• _WHAT YOU NEED TO DO_
Going line by line through the entries below, note each one with "failed", then report how many there are and nothing else.

[Collected data]

——————

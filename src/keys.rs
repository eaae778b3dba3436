//! Signing key management for the manager and worker identities
//!
//! Private keys are loaded once at startup and never leave the process.

use crate::error::{RelayError, RelayResult};

use ethers::signers::{LocalWallet, Signer};
use ethers::types::transaction::eip2718::TypedTransaction;
use ethers::types::{Address, Bytes};

/// Holds a set of signing keys bound to one chain id.
///
/// The relay runs two of these: one for the manager identity and one for the
/// worker identities.
pub struct KeyManager {
    wallets: Vec<LocalWallet>,
}

impl KeyManager {
    /// Build from raw hex private keys.
    pub fn from_keys(keys: &[String], chain_id: u64) -> RelayResult<Self> {
        if keys.is_empty() {
            return Err(RelayError::Wallet("No signing keys provided".to_string()));
        }

        let mut wallets = Vec::with_capacity(keys.len());
        for key in keys {
            let wallet = key
                .trim()
                .parse::<LocalWallet>()
                .map_err(|e| RelayError::Wallet(format!("Invalid private key: {}", e)))?
                .with_chain_id(chain_id);
            wallets.push(wallet);
        }

        Ok(Self { wallets })
    }

    /// Build from an environment variable holding comma-separated hex keys.
    pub fn from_env(var: &str, chain_id: u64) -> RelayResult<Self> {
        let raw = std::env::var(var)
            .map_err(|_| RelayError::Wallet(format!("Environment variable {} not set", var)))?;

        let keys: Vec<String> = raw
            .split(',')
            .map(|k| k.trim().to_string())
            .filter(|k| !k.is_empty())
            .collect();

        Self::from_keys(&keys, chain_id)
    }

    /// Address of the i-th key, if present.
    pub fn address(&self, i: usize) -> Option<Address> {
        self.wallets.get(i).map(|w| w.address())
    }

    /// All addresses held by this manager.
    pub fn addresses(&self) -> Vec<Address> {
        self.wallets.iter().map(|w| w.address()).collect()
    }

    /// Whether one of the held keys controls `addr`.
    pub fn is_signer(&self, addr: Address) -> bool {
        self.wallets.iter().any(|w| w.address() == addr)
    }

    /// Sign `tx` with the key controlling `addr` and return the signed RLP bytes.
    pub async fn sign_transaction(
        &self,
        addr: Address,
        tx: &TypedTransaction,
    ) -> RelayResult<Bytes> {
        let wallet = self
            .wallets
            .iter()
            .find(|w| w.address() == addr)
            .ok_or(RelayError::UnknownSigner(addr))?;

        let signature = wallet
            .sign_transaction(tx)
            .await
            .map_err(|e| RelayError::Wallet(e.to_string()))?;

        Ok(tx.rlp_signed(&signature))
    }
}
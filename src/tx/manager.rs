//! Transaction orchestration: send, reprice, confirm
//!
//! `TransactionManager` owns the nonce allocator and the tx store, and holds
//! shared handles to the chain and both key managers. Sends run inside a
//! per-signer critical section so no two concurrent sends assign the same
//! nonce, and every assigned nonce is durably recorded before the signed
//! bytes reach the network.

use super::builder;
use super::gas::GasPolicy;
use super::nonce::NonceAllocator;
use super::store::{ServerAction, StoredTransaction, TxStore};
use crate::chain::{ChainInteractor, CountTag};
use crate::error::{RelayError, RelayResult};
use crate::keys::KeyManager;

use dashmap::DashMap;
use ethers::types::transaction::eip2718::TypedTransaction;
use ethers::types::{Address, Bytes, H256, U256};
use std::collections::HashMap;
use std::sync::Arc;
use tokio::sync::Mutex;
use tracing::{debug, info, warn};

/// A request to put a call on-chain.
#[derive(Debug, Clone)]
pub struct SendRequest {
    pub signer: Address,
    pub destination: Address,
    /// Wei attached to the call. Defaults to zero.
    pub value: U256,
    pub gas_limit: u64,
    /// When absent, the current network gas price is used.
    pub gas_price: Option<U256>,
    pub creation_block_number: u64,
    pub server_action: ServerAction,
    /// ABI-encoded call data, opaque to the relay. Defaults to empty.
    pub call_data: Bytes,
}

/// Outcome of a successful send or resend.
#[derive(Debug, Clone)]
pub struct SentTransaction {
    pub tx_hash: H256,
    pub signed_bytes: Bytes,
}

/// Orchestrates sending, repricing and confirmation of relay transactions.
pub struct TransactionManager {
    chain: Arc<dyn ChainInteractor>,
    store: Arc<TxStore>,
    manager_keys: Arc<KeyManager>,
    worker_keys: Arc<KeyManager>,
    nonces: NonceAllocator,
    /// One nonce mutex per signer, held across poll, sign, put and commit.
    nonce_locks: DashMap<Address, Arc<Mutex<()>>>,
    gas_policy: GasPolicy,
    confirmations_needed: u64,
    pending_timeout_blocks: u64,
}

impl TransactionManager {
    pub fn new(
        chain: Arc<dyn ChainInteractor>,
        store: Arc<TxStore>,
        manager_keys: Arc<KeyManager>,
        worker_keys: Arc<KeyManager>,
        gas_policy: GasPolicy,
        confirmations_needed: u64,
        pending_transaction_timeout_blocks: u64,
    ) -> Self {
        let signers: Vec<Address> = manager_keys
            .addresses()
            .into_iter()
            .chain(worker_keys.addresses())
            .collect();

        Self {
            chain,
            store,
            manager_keys,
            worker_keys,
            nonces: NonceAllocator::new(signers),
            nonce_locks: DashMap::new(),
            gas_policy,
            confirmations_needed,
            pending_timeout_blocks: pending_transaction_timeout_blocks,
        }
    }

    /// Every address the relay can sign for.
    pub fn signers(&self) -> Vec<Address> {
        let mut signers = self.manager_keys.addresses();
        signers.extend(self.worker_keys.addresses());
        signers
    }

    fn key_manager_for(&self, signer: Address) -> RelayResult<&KeyManager> {
        if self.manager_keys.is_signer(signer) {
            Ok(&self.manager_keys)
        } else if self.worker_keys.is_signer(signer) {
            Ok(&self.worker_keys)
        } else {
            Err(RelayError::UnknownSigner(signer))
        }
    }

    fn nonce_lock(&self, signer: Address) -> Arc<Mutex<()>> {
        self.nonce_locks
            .entry(signer)
            .or_insert_with(|| Arc::new(Mutex::new(())))
            .clone()
    }

    /// Sign, persist and broadcast a new transaction.
    pub async fn send(&self, request: SendRequest) -> RelayResult<SentTransaction> {
        let gas_price = match request.gas_price {
            Some(price) => price,
            None => self.chain.gas_price().await?,
        };

        let keys = self.key_manager_for(request.signer)?;

        let lock = self.nonce_lock(request.signer);
        let guard = lock.lock().await;

        let nonce = self.nonces.poll(self.chain.as_ref(), request.signer).await?;

        let unsigned = builder::build_unsigned(
            request.destination,
            request.value,
            request.gas_limit,
            gas_price,
            request.call_data.clone(),
            nonce,
            &self.chain.raw_tx_options(),
        );
        let signed = keys.sign_transaction(request.signer, &unsigned).await?;

        let stored = StoredTransaction {
            tx_id: builder::tx_id_of(&signed),
            from: request.signer,
            to: request.destination,
            nonce,
            gas_limit: request.gas_limit,
            gas_price,
            value: request.value,
            data: request.call_data,
            server_action: request.server_action,
            creation_block_number: request.creation_block_number,
            boost_block_number: None,
            mined_block_number: None,
            attempts: 1,
        };

        self.store.put(&stored, false).await?;
        self.nonces.commit(request.signer);

        // Broadcast is network I/O and must not extend the critical section.
        drop(guard);

        let sent = self.broadcast(&stored, signed).await?;
        crate::metrics::record_tx_sent(request.signer, request.server_action.as_str());
        Ok(sent)
    }

    /// Replace a stuck transaction with a higher-priced one on the same nonce.
    ///
    /// Not nonce-locked: the nonce is already owned by the row being replaced.
    /// Callers must not invoke this concurrently for the same `(from, nonce)`.
    pub async fn resend(
        &self,
        stored: &StoredTransaction,
        current_block: u64,
        new_gas_price: U256,
        capped: bool,
    ) -> RelayResult<SentTransaction> {
        let keys = self.key_manager_for(stored.from)?;

        if capped {
            warn!(
                tx_id = ?stored.tx_id,
                gas_price = %new_gas_price,
                "gas price capped at configured maximum"
            );
            crate::metrics::record_gas_price_capped();
        }

        // The boosted transaction is rebuilt without the original value.
        let unsigned = builder::build_unsigned(
            stored.to,
            U256::zero(),
            stored.gas_limit,
            new_gas_price,
            stored.data.clone(),
            stored.nonce,
            &self.chain.raw_tx_options(),
        );
        let signed = keys.sign_transaction(stored.from, &unsigned).await?;

        let boosted = StoredTransaction {
            tx_id: builder::tx_id_of(&signed),
            value: U256::zero(),
            gas_price: new_gas_price,
            boost_block_number: Some(current_block),
            attempts: stored.attempts + 1,
            ..stored.clone()
        };

        self.store.put(&boosted, true).await?;

        let sent = self.broadcast(&boosted, signed).await?;
        crate::metrics::record_boost(stored.from);
        Ok(sent)
    }

    async fn broadcast(
        &self,
        stored: &StoredTransaction,
        signed: Bytes,
    ) -> RelayResult<SentTransaction> {
        info!(
            tx_id = ?stored.tx_id,
            from = ?stored.from,
            to = ?stored.to,
            value = %stored.value,
            nonce = stored.nonce,
            gas_price = %stored.gas_price,
            gas_limit = stored.gas_limit,
            data_len = stored.data.len(),
            attempts = stored.attempts,
            "broadcasting transaction"
        );

        let returned = match self.chain.broadcast_raw_transaction(signed.clone()).await {
            Ok(hash) => hash,
            Err(e) => {
                crate::metrics::record_broadcast_failure();
                return Err(e);
            }
        };

        if returned != stored.tx_id {
            crate::metrics::record_broadcast_failure();
            return Err(RelayError::HashMismatch {
                local: stored.tx_id,
                returned,
            });
        }

        Ok(SentTransaction {
            tx_hash: returned,
            signed_bytes: signed,
        })
    }

    /// Reconcile the store against on-chain confirmations and prune rows that
    /// are mined deeply enough.
    ///
    /// Rows are visited in ascending `(from, nonce)` order: once nonce K is
    /// confirmed, every earlier nonce for that signer is implicitly confirmed
    /// and a single prefix removal covers them all.
    pub async fn reap_confirmed(&self, block_number: u64) -> RelayResult<()> {
        let rows = self.store.get_all().await?;

        for row in rows {
            let should_recheck = match row.mined_block_number {
                None => true,
                Some(mined) => block_number.saturating_sub(mined) >= self.confirmations_needed,
            };
            if !should_recheck {
                continue;
            }

            let receipt = match self.chain.transaction(row.tx_id).await {
                Ok(Some(tx)) => tx,
                Ok(None) => {
                    debug!(tx_id = ?row.tx_id, "transaction not known to the chain yet");
                    continue;
                }
                Err(e) => {
                    warn!(tx_id = ?row.tx_id, error = %e, "failed to fetch transaction, skipping");
                    continue;
                }
            };

            let Some(mined_at) = receipt.block_number else {
                debug!(tx_id = ?row.tx_id, "transaction known but not mined");
                continue;
            };
            let mined_at = mined_at.as_u64();
            let confirmations = block_number.saturating_sub(mined_at);

            if Some(mined_at) != row.mined_block_number {
                if let Some(previous) = row.mined_block_number {
                    warn!(
                        tx_id = ?row.tx_id,
                        previous,
                        current = mined_at,
                        "mined block changed, possible reorg"
                    );
                }
                if confirmations < self.confirmations_needed {
                    let mut updated = row.clone();
                    updated.mined_block_number = Some(mined_at);
                    self.store.put(&updated, true).await?;
                    continue;
                }
            }

            let removed = self
                .store
                .remove_txs_until_nonce(receipt.from, receipt.nonce.as_u64())
                .await?;
            info!(
                from = ?receipt.from,
                nonce = receipt.nonce.as_u64(),
                removed,
                confirmations,
                "pruned confirmed transactions"
            );
            crate::metrics::record_confirmed(receipt.from, removed);
        }

        Ok(())
    }

    /// Reprice the signer's stale transactions.
    ///
    /// Returns `old_tx_id -> resend outcome` for every row that was boosted.
    pub async fn boost_pending(
        &self,
        signer: Address,
        current_block: u64,
    ) -> RelayResult<HashMap<H256, SentTransaction>> {
        let mut boosted = HashMap::new();

        let rows = self.store.get_all_by_signer(signer).await?;
        let Some(oldest) = rows.first() else {
            return Ok(boosted);
        };

        let chain_nonce = self.chain.transaction_count(signer, CountTag::Latest).await?;
        if oldest.nonce < chain_nonce {
            // Already mined, not yet confirmed. Reaping will prune it.
            debug!(
                signer = ?signer,
                nonce = oldest.nonce,
                chain_nonce,
                "oldest pending transaction is mined, deferring to confirmation sweep"
            );
            return Ok(boosted);
        }

        let reference_block = oldest
            .boost_block_number
            .unwrap_or(oldest.creation_block_number);
        if current_block.saturating_sub(reference_block) < self.pending_timeout_blocks {
            return Ok(boosted);
        }

        let (new_gas_price, capped) = self.gas_policy.next_gas_price(oldest.gas_price);
        info!(
            signer = ?signer,
            oldest_nonce = oldest.nonce,
            new_gas_price = %new_gas_price,
            capped,
            "repricing stale transactions"
        );

        for row in rows.iter().filter(|r| r.gas_price < new_gas_price) {
            let sent = self.resend(row, current_block, new_gas_price, capped).await?;
            boosted.insert(row.tx_id, sent);
        }

        Ok(boosted)
    }

    /// Gas estimate for `call` with the configured safety margin, or the
    /// default gas limit when estimation fails. Never propagates chain errors.
    pub async fn estimate_gas(
        &self,
        method_name: &str,
        mut call: TypedTransaction,
        from: Address,
    ) -> u64 {
        call.set_from(from);

        match self.chain.estimate_gas(&call).await {
            Ok(estimated) => self.gas_policy.with_estimate_margin(estimated.as_u64()),
            Err(e) => {
                warn!(
                    method = method_name,
                    error = %e,
                    "gas estimation failed, using default gas limit"
                );
                self.gas_policy.default_gas_limit()
            }
        }
    }
}
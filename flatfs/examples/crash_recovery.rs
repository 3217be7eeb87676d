use flatfs::FlatFs;

pub fn main() {
    let dir = tempfile::tempdir().expect("could not create scratch dir");
    let image = dir.path().join("vdisk.dat");

    // A fresh image is formatted on first mount.
    let mut fs = FlatFs::mount(&image).expect("should mount");
    fs.create("a", b"hello").unwrap();
    fs.create("b", b"world").unwrap();
    println!("before halt: {}", fs.list());
    fs.force_halt().unwrap();

    let fs = FlatFs::mount(&image).expect("should remount");
    match fs.recovery() {
        Some(r) => println!(
            "unclean shutdown repaired (free blocks {} -> {})",
            r.stored_free, r.actual_free
        ),
        None => println!("image was clean"),
    }
    println!("after remount: {} ({:?})", fs.list(), fs.stat());
}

——————

• _TASK SOLUTION_
2